A functioning prototype brings heads up display contact lenses closer to your eyeballs, though the accompanying "neck accessory" is concerning.

The idea of a smart AR contact lens to help with daily tasks has been in the works at California-based company Mojo Vision since 2015, even as Google Glass came and went. Now, a functioning prototype brings us closer to seeing a final product.

In a blog post this week, Drew Perkins, the CEO of Mojo Vision, talked about his own “on-eye demonstration of a feature-complete augmented reality smart contact lens.” In an interview with CNET, he said he’s been wearing only one contact at a time for hour-long durations. Eventually, Mojo Vision would like users to be able to wear two Mojo Lens simultaneously and create 3D visual overlays, the publication said.

Perkins gives the example of being able to see a compass through the contact and an on-screen teleprompter.

Perkins describes the lens as the “smallest and densest display ever created for dynamic content.” The guts are an Arm M0 processor and a Micro LED display with 14,000 pixels per inch. It’s just 0.02 inches (0.5 mm) in diameter with a 1.8-micron pixel pitch. Power management was described as involving “medical-grade micro-batteries” and a proprietary power management integrated circuit.

The Mojo Lens also uses a custom-configured magnetometer (CNET noted this drives the compass Perkins saw), accelerometer, and gyroscope for tracking. The goal is that AR remains visible even as you move your eyes around, Perkins wrote. There is no gesture control, though Ars Technica reports that there is voice control.

A Mojo Vision repo also told Ars that the current prototype uses a “relay accessory,” worn around the neck. It includes a processor, GPU, and 5 GHz radio for sending and receiving data to and from the lens. According to CNET, the accessory also sends information “back to computers that track the eye movement data for research.” Perkins’ blog said this tech required custom ASIC designs. So while a contact lens may be more discreet than smart glasses, the neck gear might offset that advantage. Apparently the current prototype also involves a hat antenna, but Ars predicts this will be dropped in the production design.

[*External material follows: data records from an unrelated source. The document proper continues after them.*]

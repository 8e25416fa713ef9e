// src/models/mod.rs

pub mod quiz;
pub mod score;
pub mod session;
pub mod user;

No release date but Perkins speculates that widespread adoption would be 10 years out.

“With this advancement, we now have a testing platform that helps us refine and build Mojo Lens that will ultimately lead to submission to the FDA for market approval,” Perkins wrote. “To accomplish this, we will conduct several clinical studies to test capabilities and provide feedback on software and apps.”

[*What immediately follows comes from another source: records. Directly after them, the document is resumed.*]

// src/store/memory.rs

use std::sync::Mutex;

use async_trait::async_trait;
use chrono::{DateTime, Utc};

use crate::error::AppError;
use crate::models::quiz::{
    NewQuizData, PlayOption, PlayQuestion, QuestionKind, Quiz, QuizMeta, QuizSnapshot,
};
use crate::models::score::LeaderboardEntry;
use crate::models::session::{Session, SessionMeta, SessionOverview};
use crate::models::user::User;
use crate::play::AnswerKey;
use crate::store::Store;

/// In-memory [`Store`] with the same observable semantics as [`PgStore`],
/// used by the integration tests (and as a throwaway backend for demos).
/// All state sits behind one mutex; no lock is ever held across an await.
///
/// [`PgStore`]: crate::store::PgStore
#[derive(Default)]
pub struct MemoryStore {
    inner: Mutex<Inner>,
}

#[derive(Default)]
struct Inner {
    next_id: i64,
    users: Vec<User>,
    quizzes: Vec<Quiz>,
    questions: Vec<QuestionRec>,
    options: Vec<OptionRec>,
    sessions: Vec<Session>,
    scores: Vec<ScoreRec>,
}

struct QuestionRec {
    id: i64,
    quiz_id: i64,
    text: String,
    kind: QuestionKind,
    time_limit_secs: i32,
    position: i32,
}

struct OptionRec {
    id: i64,
    question_id: i64,
    text: String,
    is_correct: bool,
}

struct ScoreRec {
    user_id: i64,
    quiz_id: i64,
    score: i64,
    correct_count: i64,
    created_at: DateTime<Utc>,
}

impl MemoryStore {
    pub fn new() -> Self {
        Self::default()
    }
}

impl Inner {
    fn alloc_id(&mut self) -> i64 {
        self.next_id += 1;
        self.next_id
    }

    fn username_of(&self, user_id: i64) -> String {
        self.users
            .iter()
            .find(|u| u.id == user_id)
            .map(|u| u.username.clone())
            .unwrap_or_default()
    }
}

#[async_trait]
impl Store for MemoryStore {
    async fn create_user(&self, username: &str, password_hash: &str) -> Result<User, AppError> {
        let mut inner = self.inner.lock().unwrap();
        if inner.users.iter().any(|u| u.username == username) {
            return Err(AppError::Conflict("already exists".to_string()));
        }
        let user = User {
            id: inner.alloc_id(),
            username: username.to_string(),
            password: password_hash.to_string(),
            created_at: Some(Utc::now()),
        };
        inner.users.push(user.clone());
        Ok(user)
    }

    async fn user_by_username(&self, username: &str) -> Result<Option<User>, AppError> {
        let inner = self.inner.lock().unwrap();
        Ok(inner.users.iter().find(|u| u.username == username).cloned())
    }

    async fn create_quiz(&self, author_id: i64, quiz: &NewQuizData) -> Result<i64, AppError> {
        let mut inner = self.inner.lock().unwrap();
        let quiz_id = inner.alloc_id();
        let now = Utc::now();
        inner.quizzes.push(Quiz {
            id: quiz_id,
            title: quiz.title.clone(),
            description: quiz.description.clone(),
            category: quiz.category.clone(),
            access: quiz.access.clone(),
            author_id,
            created_at: Some(now),
            updated_at: Some(now),
        });
        for (position, question) in quiz.questions.iter().enumerate() {
            let question_id = inner.alloc_id();
            inner.questions.push(QuestionRec {
                id: question_id,
                quiz_id,
                text: question.text.clone(),
                kind: question.kind,
                time_limit_secs: question.time_limit_secs,
                position: position as i32,
            });
            for option in &question.options {
                let option_id = inner.alloc_id();
                inner.options.push(OptionRec {
                    id: option_id,
                    question_id,
                    text: option.text.clone(),
                    is_correct: option.is_correct,
                });
            }
        }
        Ok(quiz_id)
    }

    async fn list_quizzes_for(&self, viewer_id: i64) -> Result<Vec<Quiz>, AppError> {
        let inner = self.inner.lock().unwrap();
        let mut quizzes: Vec<Quiz> = inner
            .quizzes
            .iter()
            .filter(|q| q.access == "public" || q.author_id == viewer_id)
            .cloned()
            .collect();
        quizzes.sort_by(|a, b| b.id.cmp(&a.id));
        Ok(quizzes)
    }

    async fn quiz_author(&self, quiz_id: i64) -> Result<Option<i64>, AppError> {
        let inner = self.inner.lock().unwrap();
        Ok(inner
            .quizzes
            .iter()
            .find(|q| q.id == quiz_id)
            .map(|q| q.author_id))
    }

    async fn delete_quiz(&self, quiz_id: i64) -> Result<(), AppError> {
        let mut inner = self.inner.lock().unwrap();
        inner.quizzes.retain(|q| q.id != quiz_id);
        let question_ids: Vec<i64> = inner
            .questions
            .iter()
            .filter(|q| q.quiz_id == quiz_id)
            .map(|q| q.id)
            .collect();
        inner.questions.retain(|q| q.quiz_id != quiz_id);
        inner
            .options
            .retain(|o| !question_ids.contains(&o.question_id));
        inner.sessions.retain(|s| s.quiz_id != quiz_id);
        inner.scores.retain(|s| s.quiz_id != quiz_id);
        Ok(())
    }

    async fn create_session(
        &self,
        quiz_id: i64,
        owner_id: i64,
        code: &str,
    ) -> Result<i64, AppError> {
        let mut inner = self.inner.lock().unwrap();
        if inner.sessions.iter().any(|s| s.code == code) {
            return Err(AppError::Conflict(format!(
                "join code '{code}' is already in use"
            )));
        }
        let session_id = inner.alloc_id();
        inner.sessions.push(Session {
            id: session_id,
            code: code.to_string(),
            quiz_id,
            owner_id,
            created_at: Some(Utc::now()),
        });
        Ok(session_id)
    }

    async fn session_by_code(&self, code: &str) -> Result<Option<SessionMeta>, AppError> {
        let inner = self.inner.lock().unwrap();
        let Some(session) = inner.sessions.iter().find(|s| s.code == code) else {
            return Ok(None);
        };
        let quiz_author_id = inner
            .quizzes
            .iter()
            .find(|q| q.id == session.quiz_id)
            .map(|q| q.author_id)
            .ok_or_else(|| AppError::NotFound("quiz not found".to_string()))?;
        Ok(Some(SessionMeta {
            id: session.id,
            code: session.code.clone(),
            quiz_id: session.quiz_id,
            owner_id: session.owner_id,
            quiz_author_id,
        }))
    }

    async fn list_sessions(&self) -> Result<Vec<SessionOverview>, AppError> {
        let inner = self.inner.lock().unwrap();
        let mut overviews: Vec<SessionOverview> = inner
            .sessions
            .iter()
            .filter_map(|s| {
                let quiz = inner.quizzes.iter().find(|q| q.id == s.quiz_id)?;
                Some(SessionOverview {
                    session_id: s.id,
                    code: s.code.clone(),
                    title: quiz.title.clone(),
                    category: quiz.category.clone(),
                    description: quiz.description.clone(),
                    access: quiz.access.clone(),
                    host: inner.username_of(s.owner_id),
                    created_at: s.created_at,
                })
            })
            .collect();
        overviews.sort_by(|a, b| b.session_id.cmp(&a.session_id));
        Ok(overviews)
    }

    async fn delete_session(&self, session_id: i64) -> Result<(), AppError> {
        let mut inner = self.inner.lock().unwrap();
        inner.sessions.retain(|s| s.id != session_id);
        Ok(())
    }

    async fn quiz_snapshot(&self, quiz_id: i64) -> Result<QuizSnapshot, AppError> {
        let inner = self.inner.lock().unwrap();
        let quiz = inner
            .quizzes
            .iter()
            .find(|q| q.id == quiz_id)
            .ok_or_else(|| AppError::NotFound("quiz not found".to_string()))?;

        let mut question_recs: Vec<&QuestionRec> = inner
            .questions
            .iter()
            .filter(|q| q.quiz_id == quiz_id)
            .collect();
        question_recs.sort_by_key(|q| (q.position, q.id));

        let questions = question_recs
            .into_iter()
            .map(|q| PlayQuestion {
                id: q.id,
                text: q.text.clone(),
                kind: q.kind,
                time_limit_secs: q.time_limit_secs,
                options: inner
                    .options
                    .iter()
                    .filter(|o| o.question_id == q.id)
                    .map(|o| PlayOption {
                        id: o.id,
                        text: o.text.clone(),
                    })
                    .collect(),
            })
            .collect();

        Ok(QuizSnapshot {
            quiz: QuizMeta {
                id: quiz.id,
                title: quiz.title.clone(),
                description: quiz.description.clone(),
            },
            questions,
        })
    }

    async fn answer_key(&self, quiz_id: i64) -> Result<AnswerKey, AppError> {
        let inner = self.inner.lock().unwrap();
        let mut key = AnswerKey::new();
        for question in inner.questions.iter().filter(|q| q.quiz_id == quiz_id) {
            key.add_question(question.id);
            for option in inner
                .options
                .iter()
                .filter(|o| o.question_id == question.id && o.is_correct)
            {
                key.add_correct_option(question.id, option.id);
            }
        }
        Ok(key)
    }

    async fn record_score(
        &self,
        user_id: i64,
        quiz_id: i64,
        score: i64,
        correct_count: i64,
    ) -> Result<(), AppError> {
        let mut inner = self.inner.lock().unwrap();
        let now = Utc::now();
        match inner
            .scores
            .iter_mut()
            .find(|s| s.user_id == user_id && s.quiz_id == quiz_id)
        {
            Some(row) => {
                row.score = score;
                row.correct_count = correct_count;
                row.created_at = now;
            }
            None => inner.scores.push(ScoreRec {
                user_id,
                quiz_id,
                score,
                correct_count,
                created_at: now,
            }),
        }
        Ok(())
    }

    async fn leaderboard(&self, quiz_id: i64) -> Result<Vec<LeaderboardEntry>, AppError> {
        let inner = self.inner.lock().unwrap();
        let mut rows: Vec<(&ScoreRec, String)> = inner
            .scores
            .iter()
            .filter(|s| s.quiz_id == quiz_id)
            .map(|s| (s, inner.username_of(s.user_id)))
            .collect();
        // Score descending, then earliest submission, then player id: a total
        // order, so equal scores never shuffle between queries.
        rows.sort_by(|(a, _), (b, _)| {
            b.score
                .cmp(&a.score)
                .then(a.created_at.cmp(&b.created_at))
                .then(a.user_id.cmp(&b.user_id))
        });
        Ok(rows
            .into_iter()
            .map(|(s, username)| LeaderboardEntry {
                username,
                score: s.score,
                created_at: s.created_at,
            })
            .collect())
    }
}

#[cfg(test)]
mod tests {
    use super::*;

    async fn seed_user(store: &MemoryStore, name: &str) -> i64 {
        store.create_user(name, "hash").await.unwrap().id
    }

    #[tokio::test]
    async fn record_score_keeps_one_row_with_the_last_write() {
        let store = MemoryStore::new();
        let player = seed_user(&store, "alice").await;

        store.record_score(player, 7, 3, 3).await.unwrap();
        store.record_score(player, 7, 1, 1).await.unwrap();

        let board = store.leaderboard(7).await.unwrap();
        assert_eq!(board.len(), 1);
        assert_eq!(board[0].score, 1);
    }

    #[tokio::test]
    async fn duplicate_code_conflicts_until_the_session_is_deleted() {
        let store = MemoryStore::new();
        let owner = seed_user(&store, "host").await;

        let first = store.create_session(1, owner, "ROOM42").await.unwrap();
        let err = store.create_session(1, owner, "ROOM42").await.unwrap_err();
        assert!(matches!(err, AppError::Conflict(_)));

        store.delete_session(first).await.unwrap();
        store.create_session(1, owner, "ROOM42").await.unwrap();
    }

    #[tokio::test]
    async fn leaderboard_breaks_ties_by_timestamp_then_player_id() {
        let store = MemoryStore::new();
        let a = seed_user(&store, "ann").await;
        let b = seed_user(&store, "bob").await;
        let c = seed_user(&store, "cid").await;

        let early: DateTime<Utc> = "2026-03-01T10:00:00Z".parse().unwrap();
        let late: DateTime<Utc> = "2026-03-01T11:00:00Z".parse().unwrap();
        {
            // Craft exact ties to pin the ordering down.
            let mut inner = store.inner.lock().unwrap();
            for (user_id, score, created_at) in
                [(c, 2, late), (b, 2, late), (a, 2, early), (b, 0, late)]
            {
                // One row per pair; bob plays quizzes 5 and 6.
                let quiz_id = if score == 0 { 6 } else { 5 };
                inner.scores.push(ScoreRec {
                    user_id,
                    quiz_id,
                    score,
                    correct_count: score,
                    created_at,
                });
            }
        }

        let board = store.leaderboard(5).await.unwrap();
        let names: Vec<&str> = board.iter().map(|e| e.username.as_str()).collect();
        // ann first (earlier timestamp), then bob before cid (lower id).
        assert_eq!(names, vec!["ann", "bob", "cid"]);
    }
}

CNET reports that Mojo Vision is working with companies that cover running (Adidas), hiking and cycling (Trailforks), yoga (Wearable X), snow sports (Slopes) and golf (18Birdies). According to Steve Sinclair, Mojo Vision’s senior VP of product and marketing, the partnerships are about trying to determine what the best interfaces would be, and whether markets in fitness and sports training would be a good fit.